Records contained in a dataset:
[Start of section]

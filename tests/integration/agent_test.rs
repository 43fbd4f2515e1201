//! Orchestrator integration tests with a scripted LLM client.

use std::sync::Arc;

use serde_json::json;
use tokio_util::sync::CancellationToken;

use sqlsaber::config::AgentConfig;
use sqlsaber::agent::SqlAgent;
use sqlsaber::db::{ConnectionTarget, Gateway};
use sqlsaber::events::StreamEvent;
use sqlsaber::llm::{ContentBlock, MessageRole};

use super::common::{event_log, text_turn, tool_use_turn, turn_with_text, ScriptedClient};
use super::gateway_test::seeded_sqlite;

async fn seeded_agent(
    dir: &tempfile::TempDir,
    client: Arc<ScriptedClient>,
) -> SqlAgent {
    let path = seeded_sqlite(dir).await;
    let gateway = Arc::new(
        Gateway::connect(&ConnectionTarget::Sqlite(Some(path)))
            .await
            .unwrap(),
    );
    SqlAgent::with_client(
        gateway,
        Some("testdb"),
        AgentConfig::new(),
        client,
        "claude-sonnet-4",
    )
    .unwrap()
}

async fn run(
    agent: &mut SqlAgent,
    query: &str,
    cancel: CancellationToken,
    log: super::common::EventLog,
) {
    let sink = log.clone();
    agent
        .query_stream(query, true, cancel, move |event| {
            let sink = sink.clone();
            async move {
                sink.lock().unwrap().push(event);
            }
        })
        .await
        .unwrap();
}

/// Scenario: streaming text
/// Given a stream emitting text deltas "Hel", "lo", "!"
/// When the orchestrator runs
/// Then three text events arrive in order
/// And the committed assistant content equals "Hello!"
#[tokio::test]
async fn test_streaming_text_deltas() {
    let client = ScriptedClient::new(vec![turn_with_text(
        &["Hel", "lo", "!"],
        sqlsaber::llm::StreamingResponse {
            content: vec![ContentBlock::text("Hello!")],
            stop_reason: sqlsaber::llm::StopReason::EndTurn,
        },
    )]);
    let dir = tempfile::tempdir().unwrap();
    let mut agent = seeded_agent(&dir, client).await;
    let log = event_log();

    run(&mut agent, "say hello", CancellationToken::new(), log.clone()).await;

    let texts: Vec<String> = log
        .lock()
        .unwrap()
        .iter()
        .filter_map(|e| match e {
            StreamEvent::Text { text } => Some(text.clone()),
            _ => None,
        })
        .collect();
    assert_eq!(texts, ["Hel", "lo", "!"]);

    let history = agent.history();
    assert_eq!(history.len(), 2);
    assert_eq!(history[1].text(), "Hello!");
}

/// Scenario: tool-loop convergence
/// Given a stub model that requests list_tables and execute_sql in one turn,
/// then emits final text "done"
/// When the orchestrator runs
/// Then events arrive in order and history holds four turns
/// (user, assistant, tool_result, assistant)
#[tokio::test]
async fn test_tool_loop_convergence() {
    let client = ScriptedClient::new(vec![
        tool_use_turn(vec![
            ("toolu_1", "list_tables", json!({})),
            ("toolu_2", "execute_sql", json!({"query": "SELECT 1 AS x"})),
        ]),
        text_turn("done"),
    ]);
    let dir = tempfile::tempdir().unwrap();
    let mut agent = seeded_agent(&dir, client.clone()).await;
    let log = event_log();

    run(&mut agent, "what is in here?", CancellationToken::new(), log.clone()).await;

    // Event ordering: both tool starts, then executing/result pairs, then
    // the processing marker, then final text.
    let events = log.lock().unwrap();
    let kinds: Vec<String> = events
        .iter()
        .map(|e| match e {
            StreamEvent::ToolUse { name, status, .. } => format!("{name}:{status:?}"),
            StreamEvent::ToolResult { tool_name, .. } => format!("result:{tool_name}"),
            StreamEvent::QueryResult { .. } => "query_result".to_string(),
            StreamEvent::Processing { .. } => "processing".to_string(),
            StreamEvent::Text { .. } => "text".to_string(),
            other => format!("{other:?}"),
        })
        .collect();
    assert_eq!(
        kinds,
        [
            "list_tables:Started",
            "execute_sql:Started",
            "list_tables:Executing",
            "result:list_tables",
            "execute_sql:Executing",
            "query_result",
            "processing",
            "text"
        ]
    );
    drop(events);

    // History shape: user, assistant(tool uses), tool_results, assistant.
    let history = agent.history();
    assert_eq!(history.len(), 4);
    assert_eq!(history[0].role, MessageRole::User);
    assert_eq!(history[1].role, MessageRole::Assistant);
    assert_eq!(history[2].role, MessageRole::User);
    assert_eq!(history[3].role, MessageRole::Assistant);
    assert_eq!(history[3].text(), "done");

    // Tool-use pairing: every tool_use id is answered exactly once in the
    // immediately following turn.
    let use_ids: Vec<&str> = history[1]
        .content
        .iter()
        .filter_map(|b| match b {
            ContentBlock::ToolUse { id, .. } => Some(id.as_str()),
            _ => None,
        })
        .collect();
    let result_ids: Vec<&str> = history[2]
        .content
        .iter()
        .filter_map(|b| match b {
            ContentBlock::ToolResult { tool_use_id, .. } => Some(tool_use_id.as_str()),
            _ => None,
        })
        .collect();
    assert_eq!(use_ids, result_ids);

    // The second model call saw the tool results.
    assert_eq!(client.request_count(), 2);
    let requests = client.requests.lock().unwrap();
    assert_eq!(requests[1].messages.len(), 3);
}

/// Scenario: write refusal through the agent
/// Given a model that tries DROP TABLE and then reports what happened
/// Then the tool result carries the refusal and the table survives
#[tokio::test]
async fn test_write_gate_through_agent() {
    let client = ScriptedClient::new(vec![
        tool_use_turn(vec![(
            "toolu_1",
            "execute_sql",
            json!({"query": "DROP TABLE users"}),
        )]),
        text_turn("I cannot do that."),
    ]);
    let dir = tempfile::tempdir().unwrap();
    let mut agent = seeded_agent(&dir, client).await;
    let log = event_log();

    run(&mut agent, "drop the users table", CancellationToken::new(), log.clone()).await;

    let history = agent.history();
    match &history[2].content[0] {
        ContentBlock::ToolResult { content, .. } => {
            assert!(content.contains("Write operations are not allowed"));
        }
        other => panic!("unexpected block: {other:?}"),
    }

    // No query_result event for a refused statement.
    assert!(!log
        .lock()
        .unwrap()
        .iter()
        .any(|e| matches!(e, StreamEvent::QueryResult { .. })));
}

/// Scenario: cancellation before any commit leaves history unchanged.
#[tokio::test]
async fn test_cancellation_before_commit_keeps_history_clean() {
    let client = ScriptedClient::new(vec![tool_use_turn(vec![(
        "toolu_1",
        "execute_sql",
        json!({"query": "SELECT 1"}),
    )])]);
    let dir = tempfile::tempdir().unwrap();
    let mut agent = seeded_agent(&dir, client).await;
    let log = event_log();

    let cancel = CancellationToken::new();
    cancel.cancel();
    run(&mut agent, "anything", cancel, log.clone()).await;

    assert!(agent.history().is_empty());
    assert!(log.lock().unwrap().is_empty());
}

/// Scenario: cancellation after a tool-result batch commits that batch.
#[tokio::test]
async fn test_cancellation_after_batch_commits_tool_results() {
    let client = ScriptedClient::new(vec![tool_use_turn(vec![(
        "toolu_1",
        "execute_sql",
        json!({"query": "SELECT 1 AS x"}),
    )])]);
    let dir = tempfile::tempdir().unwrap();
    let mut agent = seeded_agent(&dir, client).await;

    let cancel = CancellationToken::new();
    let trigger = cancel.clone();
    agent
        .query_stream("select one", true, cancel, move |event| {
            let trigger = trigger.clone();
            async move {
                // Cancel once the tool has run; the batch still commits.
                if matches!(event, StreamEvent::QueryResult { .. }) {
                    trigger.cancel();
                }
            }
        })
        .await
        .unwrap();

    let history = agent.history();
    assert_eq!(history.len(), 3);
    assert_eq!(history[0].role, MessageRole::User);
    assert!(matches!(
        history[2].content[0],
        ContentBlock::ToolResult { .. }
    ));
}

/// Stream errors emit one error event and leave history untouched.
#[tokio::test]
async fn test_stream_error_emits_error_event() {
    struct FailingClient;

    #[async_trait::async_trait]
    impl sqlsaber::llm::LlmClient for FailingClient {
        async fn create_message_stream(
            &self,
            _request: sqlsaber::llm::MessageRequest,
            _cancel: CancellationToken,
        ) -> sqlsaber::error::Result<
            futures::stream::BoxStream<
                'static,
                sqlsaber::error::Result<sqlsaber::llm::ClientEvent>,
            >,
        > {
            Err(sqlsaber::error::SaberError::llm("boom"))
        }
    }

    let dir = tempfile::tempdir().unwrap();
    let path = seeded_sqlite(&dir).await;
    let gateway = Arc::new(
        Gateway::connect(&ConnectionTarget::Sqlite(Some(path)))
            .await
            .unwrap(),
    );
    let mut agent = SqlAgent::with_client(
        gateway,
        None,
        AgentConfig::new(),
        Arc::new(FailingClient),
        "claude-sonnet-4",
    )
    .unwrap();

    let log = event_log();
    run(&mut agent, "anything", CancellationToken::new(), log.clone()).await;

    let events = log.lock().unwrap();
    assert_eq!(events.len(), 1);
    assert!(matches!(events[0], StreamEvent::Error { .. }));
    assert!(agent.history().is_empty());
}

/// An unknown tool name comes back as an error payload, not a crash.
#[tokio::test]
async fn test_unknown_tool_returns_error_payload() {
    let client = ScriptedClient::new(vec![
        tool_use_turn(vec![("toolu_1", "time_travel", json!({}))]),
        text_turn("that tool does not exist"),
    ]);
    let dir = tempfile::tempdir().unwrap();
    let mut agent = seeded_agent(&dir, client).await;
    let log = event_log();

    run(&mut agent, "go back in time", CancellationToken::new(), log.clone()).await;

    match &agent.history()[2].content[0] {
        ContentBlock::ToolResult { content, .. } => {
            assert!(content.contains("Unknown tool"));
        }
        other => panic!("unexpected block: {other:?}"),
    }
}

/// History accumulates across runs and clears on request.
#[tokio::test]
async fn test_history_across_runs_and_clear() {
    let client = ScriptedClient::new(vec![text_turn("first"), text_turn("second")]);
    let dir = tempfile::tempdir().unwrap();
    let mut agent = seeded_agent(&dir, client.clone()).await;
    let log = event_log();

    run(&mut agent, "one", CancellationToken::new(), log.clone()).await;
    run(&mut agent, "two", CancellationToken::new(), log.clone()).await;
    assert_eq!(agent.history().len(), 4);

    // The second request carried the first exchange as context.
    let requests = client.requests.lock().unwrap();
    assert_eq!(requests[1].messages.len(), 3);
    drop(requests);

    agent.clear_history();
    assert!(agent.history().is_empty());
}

[End of section]

WHAT TO DO: Among the lines above, count those containing the word "once" and write only the number.

TASK OUTPUT: 2